▸ **What you should do**
Since only part of the material below is wanted, output exactly the lines from the one with "self.head = new_head;" up to and including the one with "head to tail".
[Start of Attachment]
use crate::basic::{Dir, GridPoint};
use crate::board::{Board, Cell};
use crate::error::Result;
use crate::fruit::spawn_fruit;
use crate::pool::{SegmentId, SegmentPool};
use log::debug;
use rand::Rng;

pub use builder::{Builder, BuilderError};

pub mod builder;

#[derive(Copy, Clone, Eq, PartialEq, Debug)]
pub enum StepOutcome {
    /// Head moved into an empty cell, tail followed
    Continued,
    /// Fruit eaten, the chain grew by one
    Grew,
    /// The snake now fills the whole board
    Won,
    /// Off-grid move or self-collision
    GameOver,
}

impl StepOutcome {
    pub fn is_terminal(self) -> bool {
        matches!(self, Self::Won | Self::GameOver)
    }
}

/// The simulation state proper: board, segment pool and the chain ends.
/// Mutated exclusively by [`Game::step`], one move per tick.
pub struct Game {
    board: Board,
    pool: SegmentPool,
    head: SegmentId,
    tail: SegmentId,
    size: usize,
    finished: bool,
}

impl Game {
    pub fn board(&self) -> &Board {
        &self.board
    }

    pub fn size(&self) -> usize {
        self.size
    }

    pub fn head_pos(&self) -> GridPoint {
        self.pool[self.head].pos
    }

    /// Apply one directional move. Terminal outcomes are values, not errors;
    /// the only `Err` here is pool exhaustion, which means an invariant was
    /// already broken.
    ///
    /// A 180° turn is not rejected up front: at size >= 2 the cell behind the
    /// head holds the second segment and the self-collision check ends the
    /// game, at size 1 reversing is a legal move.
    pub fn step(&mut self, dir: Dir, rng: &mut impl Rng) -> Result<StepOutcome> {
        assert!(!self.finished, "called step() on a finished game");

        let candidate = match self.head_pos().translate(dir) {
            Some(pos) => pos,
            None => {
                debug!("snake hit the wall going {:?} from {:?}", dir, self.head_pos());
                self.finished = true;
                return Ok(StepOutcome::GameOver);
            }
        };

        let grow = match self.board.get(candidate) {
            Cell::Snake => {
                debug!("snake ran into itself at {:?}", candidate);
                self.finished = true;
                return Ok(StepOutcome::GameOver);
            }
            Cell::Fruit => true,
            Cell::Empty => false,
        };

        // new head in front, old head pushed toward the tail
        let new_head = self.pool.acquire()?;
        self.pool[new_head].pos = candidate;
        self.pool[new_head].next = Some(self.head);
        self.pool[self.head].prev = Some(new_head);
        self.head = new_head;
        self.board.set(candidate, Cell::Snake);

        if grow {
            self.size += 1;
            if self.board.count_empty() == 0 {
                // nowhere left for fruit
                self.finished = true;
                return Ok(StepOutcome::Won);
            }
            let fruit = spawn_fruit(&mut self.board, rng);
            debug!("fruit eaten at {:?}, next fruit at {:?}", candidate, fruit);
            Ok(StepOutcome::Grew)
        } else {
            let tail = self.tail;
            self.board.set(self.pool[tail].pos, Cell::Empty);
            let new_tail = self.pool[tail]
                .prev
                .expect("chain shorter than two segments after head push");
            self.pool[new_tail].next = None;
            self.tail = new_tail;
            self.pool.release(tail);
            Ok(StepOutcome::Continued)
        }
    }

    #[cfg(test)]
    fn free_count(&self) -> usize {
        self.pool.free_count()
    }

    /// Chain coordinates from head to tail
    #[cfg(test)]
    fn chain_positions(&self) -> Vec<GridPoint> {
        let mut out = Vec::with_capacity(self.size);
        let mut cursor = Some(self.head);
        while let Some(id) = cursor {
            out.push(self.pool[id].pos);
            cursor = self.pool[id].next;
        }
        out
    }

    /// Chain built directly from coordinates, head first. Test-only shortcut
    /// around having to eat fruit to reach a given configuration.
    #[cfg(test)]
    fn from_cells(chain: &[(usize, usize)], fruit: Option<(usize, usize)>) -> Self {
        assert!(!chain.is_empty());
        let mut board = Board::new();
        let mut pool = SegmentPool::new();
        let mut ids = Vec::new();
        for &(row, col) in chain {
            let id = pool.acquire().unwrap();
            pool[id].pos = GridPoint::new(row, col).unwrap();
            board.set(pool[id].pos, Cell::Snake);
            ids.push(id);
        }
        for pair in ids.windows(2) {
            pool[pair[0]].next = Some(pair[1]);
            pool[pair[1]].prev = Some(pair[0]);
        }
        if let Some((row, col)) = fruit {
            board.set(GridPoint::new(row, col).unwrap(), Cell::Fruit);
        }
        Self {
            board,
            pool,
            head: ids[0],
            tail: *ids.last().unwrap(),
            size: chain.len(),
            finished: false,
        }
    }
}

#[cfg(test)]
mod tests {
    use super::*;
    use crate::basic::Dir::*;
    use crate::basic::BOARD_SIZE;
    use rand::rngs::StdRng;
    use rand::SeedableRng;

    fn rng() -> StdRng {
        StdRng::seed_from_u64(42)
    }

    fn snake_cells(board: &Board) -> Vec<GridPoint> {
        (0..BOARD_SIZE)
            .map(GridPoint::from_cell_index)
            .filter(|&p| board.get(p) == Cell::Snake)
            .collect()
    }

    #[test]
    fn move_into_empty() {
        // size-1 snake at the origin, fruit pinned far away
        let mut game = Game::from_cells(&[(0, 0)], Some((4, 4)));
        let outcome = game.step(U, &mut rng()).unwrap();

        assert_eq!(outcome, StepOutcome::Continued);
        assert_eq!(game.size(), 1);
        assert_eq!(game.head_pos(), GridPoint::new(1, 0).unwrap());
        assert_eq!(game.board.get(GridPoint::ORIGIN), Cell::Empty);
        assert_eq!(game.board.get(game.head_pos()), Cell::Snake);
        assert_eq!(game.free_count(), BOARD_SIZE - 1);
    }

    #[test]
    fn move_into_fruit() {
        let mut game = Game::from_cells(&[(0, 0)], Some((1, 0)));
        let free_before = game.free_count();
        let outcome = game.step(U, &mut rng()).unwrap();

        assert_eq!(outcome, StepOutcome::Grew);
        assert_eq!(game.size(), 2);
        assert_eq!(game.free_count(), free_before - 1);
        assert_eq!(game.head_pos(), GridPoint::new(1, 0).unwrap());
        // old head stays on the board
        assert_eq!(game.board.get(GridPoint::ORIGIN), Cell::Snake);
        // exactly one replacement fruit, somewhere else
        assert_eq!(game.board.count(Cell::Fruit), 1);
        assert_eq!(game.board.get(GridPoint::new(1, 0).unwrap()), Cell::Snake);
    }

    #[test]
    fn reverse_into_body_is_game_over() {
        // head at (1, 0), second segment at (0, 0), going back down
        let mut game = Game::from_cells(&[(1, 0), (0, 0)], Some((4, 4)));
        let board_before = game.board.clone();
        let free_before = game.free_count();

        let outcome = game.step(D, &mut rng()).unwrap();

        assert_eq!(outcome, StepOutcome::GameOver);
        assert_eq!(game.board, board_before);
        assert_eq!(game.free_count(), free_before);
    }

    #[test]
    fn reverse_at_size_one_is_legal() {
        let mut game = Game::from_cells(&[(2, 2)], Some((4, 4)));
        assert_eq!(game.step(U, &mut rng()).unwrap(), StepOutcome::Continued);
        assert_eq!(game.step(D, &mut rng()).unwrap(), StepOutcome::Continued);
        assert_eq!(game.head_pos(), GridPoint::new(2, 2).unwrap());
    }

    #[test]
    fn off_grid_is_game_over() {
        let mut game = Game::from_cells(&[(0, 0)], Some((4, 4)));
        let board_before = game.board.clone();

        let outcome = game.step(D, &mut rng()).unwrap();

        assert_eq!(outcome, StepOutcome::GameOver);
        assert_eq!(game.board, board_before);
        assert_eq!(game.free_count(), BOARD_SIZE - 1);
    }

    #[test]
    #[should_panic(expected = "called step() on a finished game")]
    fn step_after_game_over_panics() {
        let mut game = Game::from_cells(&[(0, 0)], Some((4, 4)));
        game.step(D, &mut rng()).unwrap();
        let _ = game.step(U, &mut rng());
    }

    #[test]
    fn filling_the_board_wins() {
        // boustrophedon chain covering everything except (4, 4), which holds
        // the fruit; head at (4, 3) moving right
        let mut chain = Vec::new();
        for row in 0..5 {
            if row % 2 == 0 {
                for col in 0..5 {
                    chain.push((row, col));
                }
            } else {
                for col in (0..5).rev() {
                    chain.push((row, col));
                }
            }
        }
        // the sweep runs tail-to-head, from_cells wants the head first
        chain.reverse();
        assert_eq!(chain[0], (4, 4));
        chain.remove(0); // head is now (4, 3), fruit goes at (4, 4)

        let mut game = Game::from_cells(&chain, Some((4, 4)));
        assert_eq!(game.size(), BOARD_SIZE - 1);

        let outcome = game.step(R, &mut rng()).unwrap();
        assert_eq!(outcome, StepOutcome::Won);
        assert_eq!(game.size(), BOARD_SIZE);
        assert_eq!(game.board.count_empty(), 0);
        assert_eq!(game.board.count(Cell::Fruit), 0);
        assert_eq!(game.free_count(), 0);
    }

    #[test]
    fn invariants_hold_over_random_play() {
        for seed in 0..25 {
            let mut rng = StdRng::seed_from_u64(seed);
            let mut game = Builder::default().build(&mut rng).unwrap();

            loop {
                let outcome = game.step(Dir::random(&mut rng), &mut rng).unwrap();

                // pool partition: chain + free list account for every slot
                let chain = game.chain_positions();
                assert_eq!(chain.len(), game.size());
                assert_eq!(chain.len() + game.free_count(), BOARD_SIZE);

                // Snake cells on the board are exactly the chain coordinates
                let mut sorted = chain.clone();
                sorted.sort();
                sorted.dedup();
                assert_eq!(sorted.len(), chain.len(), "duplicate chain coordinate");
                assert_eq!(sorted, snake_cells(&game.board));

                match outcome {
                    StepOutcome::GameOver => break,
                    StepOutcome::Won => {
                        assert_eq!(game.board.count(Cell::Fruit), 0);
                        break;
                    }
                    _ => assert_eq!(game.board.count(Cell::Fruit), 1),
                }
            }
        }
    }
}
[End of Attachment]
▸ **Your solution**
        self.head = new_head;
        self.board.set(candidate, Cell::Snake);

        if grow {
            self.size += 1;
            if self.board.count_empty() == 0 {
                // nowhere left for fruit
                self.finished = true;
                return Ok(StepOutcome::Won);
            }
            let fruit = spawn_fruit(&mut self.board, rng);
            debug!("fruit eaten at {:?}, next fruit at {:?}", candidate, fruit);
            Ok(StepOutcome::Grew)
        } else {
            let tail = self.tail;
            self.board.set(self.pool[tail].pos, Cell::Empty);
            let new_tail = self.pool[tail]
                .prev
                .expect("chain shorter than two segments after head push");
            self.pool[new_tail].next = None;
            self.tail = new_tail;
            self.pool.release(tail);
            Ok(StepOutcome::Continued)
        }
    }

    #[cfg(test)]
    fn free_count(&self) -> usize {
        self.pool.free_count()
    }

    /// Chain coordinates from head to tail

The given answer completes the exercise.